Lorsque les occidentaux s'intéressent à un truc qui n'a pas poussé sur leur sol, ce n'est jamais pour de nobles raisons. D'ailleurs, si les orientaux pouvaient eux aussi s'intéresser à quelque chose qui ne vient pas de chez eux, on devrait aussi se méfier. Mais nous parlons ici de bouddhisme et il nous échoit de respecter le thème.


Le Bouddha est devenu à la mode chez les occ. en plein contexte de déchristianisation. le voyage l'ayant rendu aseptisé et lisse comme les révolutionnaires de 1789 et des époques suivantes, on ne retint de lui que les caractères qui allaient servir du mieux que possible à appuyer les velléités de laïcisation du moment. A la poubelle tout ce qui était bizarre et qui rappelait l'irrationalité de nos textes religieux les plus poussiéreux. du neuf ! du faux ! Une répétition qui n'ait pas l'air d'en être une. Bouddha comme porte-parole des idées laïques dans l'air du temps, cela impliquait de faire l'impasse sur toutes les données qui ne confirmaient pas l'idéologie scientifique, complémentaire de l'idéologie laïque, instruments toutes deux du mythe moderne du progrès. On minimisa donc l'importance de certaines petites histoires comme celle selon laquelle Bouddha serait né de l'aisselle de sa mère, qu'il aurait affronté des démons pendant la nuit qui précéda son éveil, qu'il n'en avait rien à foutre d'abolir ou non la société des castes, qu'il n'a pas laissé d'enseignements écrits, qu'il a suscité des courants doctrinaux divergents et parfois élitistes, qu'il répugnait aux illusions vectrices de contentement personnel, etc. Bref, on passa sous silence quelques éléments biographiques qui auraient pu laisser planer le doute que Bouddha n'était pas aussi cool qu'on l'aurait aimé. Qu'il rappelait même, par certains aspects, la vieille injustice judéo-chrétienne.

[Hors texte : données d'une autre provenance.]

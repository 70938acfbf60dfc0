//! Backend traits the analytics core reads through
//!
//! The core never touches SQL directly: tail readers, the broadcaster and the
//! batch scanners all hold an `Arc<dyn ...>` of one of these traits, handed in
//! at construction time.

use super::types::{LogEntry, RawSnapshot, StreamId};
use async_trait::async_trait;
use tokio::sync::watch;

#[derive(Debug)]
pub enum StoreError {
    Database(rusqlite::Error),
    Io(std::io::Error),
    /// Explicit append id not strictly greater than the current tail
    NonMonotonicId { last: StreamId, attempted: StreamId },
    /// `0-0` is the start cursor of every reader and cannot hold an entry
    ReservedId(StreamId),
    /// Backend could not be reached or answered garbage
    Unavailable(String),
}

impl From<rusqlite::Error> for StoreError {
    fn from(err: rusqlite::Error) -> Self {
        StoreError::Database(err)
    }
}

impl From<std::io::Error> for StoreError {
    fn from(err: std::io::Error) -> Self {
        StoreError::Io(err)
    }
}

impl std::fmt::Display for StoreError {
    fn fmt(&self, f: &mut std::fmt::Formatter<'_>) -> std::fmt::Result {
        match self {
            StoreError::Database(e) => write!(f, "Database error: {}", e),
            StoreError::Io(e) => write!(f, "IO error: {}", e),
            StoreError::NonMonotonicId { last, attempted } => write!(
                f,
                "Append id {} is not greater than log tail {}",
                attempted, last
            ),
            StoreError::ReservedId(id) => write!(f, "Append id {} is reserved", id),
            StoreError::Unavailable(msg) => write!(f, "Store unavailable: {}", msg),
        }
    }
}

impl std::error::Error for StoreError {}

/// Append-only, strictly ordered detection log
#[async_trait]
pub trait EventLog: Send + Sync {
    /// Id of the newest entry, `None` for an empty log
    async fn last_id(&self) -> Result<Option<StreamId>, StoreError>;

    /// Up to `count` entries with id strictly greater than `after`, ascending
    async fn read_after(&self, after: StreamId, count: usize) -> Result<Vec<LogEntry>, StoreError>;

    /// The newest `count` entries, newest first
    async fn read_newest(&self, count: usize) -> Result<Vec<LogEntry>, StoreError>;

    /// Wake-up channel for appends made through this handle
    ///
    /// `None` means the backend cannot notify and readers fall back to polling.
    fn subscribe_appends(&self) -> Option<watch::Receiver<StreamId>>;
}

/// Per-token ranked market-depth series
#[async_trait]
pub trait SnapshotSeries: Send + Sync {
    async fn series_exists(&self, token_id: &str) -> Result<bool, StoreError>;

    /// The newest `limit` snapshots, descending by score
    async fn read_newest_snapshots(
        &self,
        token_id: &str,
        limit: usize,
    ) -> Result<Vec<RawSnapshot>, StoreError>;

    async fn snapshot_count(&self, token_id: &str) -> Result<u64, StoreError>;

    /// Token ids that own a series, ascending
    async fn list_series(&self) -> Result<Vec<String>, StoreError>;
}

/// Running `token_id -> latest count` map maintained on ingestion
#[async_trait]
pub trait AggregateCounts: Send + Sync {
    async fn token_count(&self, token_id: &str) -> Result<Option<i64>, StoreError>;

    /// Every tracked token, ascending by id
    async fn all_counts(&self) -> Result<Vec<(String, i64)>, StoreError>;
}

Non seulement les occidentaux ont retenu ce qui leur plaisait de ces histoires pour soutenir leurs propres mythes civilisationnels qu'ils ne reconnaissaient plus comme tels mais, de plus, quelques orientaux plus malins que les autres, disons ceux qui d'entre eux avaient commencé à flairer le bon filon et qui connaissaient suffisamment bien la mentalité occidentale pour la caresser dans le sens du poil, contribuèrent à l'adaptation nullivore du Bouddha aux attentes républico-fraternelles de la démocratie nouvelle. L'histoire est bien sûr plus compliquée que ça, et Marion Dapsange l'explique bien, car enfin, ces orientaux-là ne se seraient jamais intéressés à l'ignorance métaphysique des occidentaux s'ils n'avaient pas été forcés de plonger la tête à plein nez dans le bousin.


Même les gouvernements occidentaux commencent à s'intéresser au phénomène puisqu'ils investissent du fric (sans doute beaucoup plus que la raison ne l'exigerait) afin d'évaluer l'efficacité scientifique de la pratique de la méditation. le Mind and Life Institute s'est creusé la ciboulette, se demandant si la méditation avait des effets positifs sur la santé, et s'est emparé du tibétain comme prototype de l'homme parfait dont l'humanité aurait besoin pour assurer la survie de son espèce. Il devrait être évident que lorsqu'une espèce s'inquiète au sujet de sa survie, elle est bonne pour le crématorium. Si on entend parler de cette branlette méditative de Causette à Causeur, on entend en revanche beaucoup moins parler de la méta-analyse (« Meditation Programs for Psychological stress and well-being », Comparative Effectiveness Reviews, n°124, 2014) portant sur près de 20 000 études cliniques et scientifiques et concluant à l'inefficacité de la méditation en termes de réduction du stress et de l'anxiété tels qu'ils se développent dans nos fringantes start-up créatrices de bore-out. Chut, il faut créer de nouveaux emplois dans les entreprises.


Qu'ont-ils fait du bouddhisme ? nous demande M.D. Ils en ont fait autre chose mais en gardant le même nom. Difficile d'inventer encore quelque chose de nouveau. Il y a déjà tant de films, de livres et de bandes dessinées. L'avantage du faux bouddhisme, c'est qu'il permet à de fausses personnes de s'intéresser au faux amour. Son désavantage, c'est tout ce que l'on peut induire de la phrase précédente.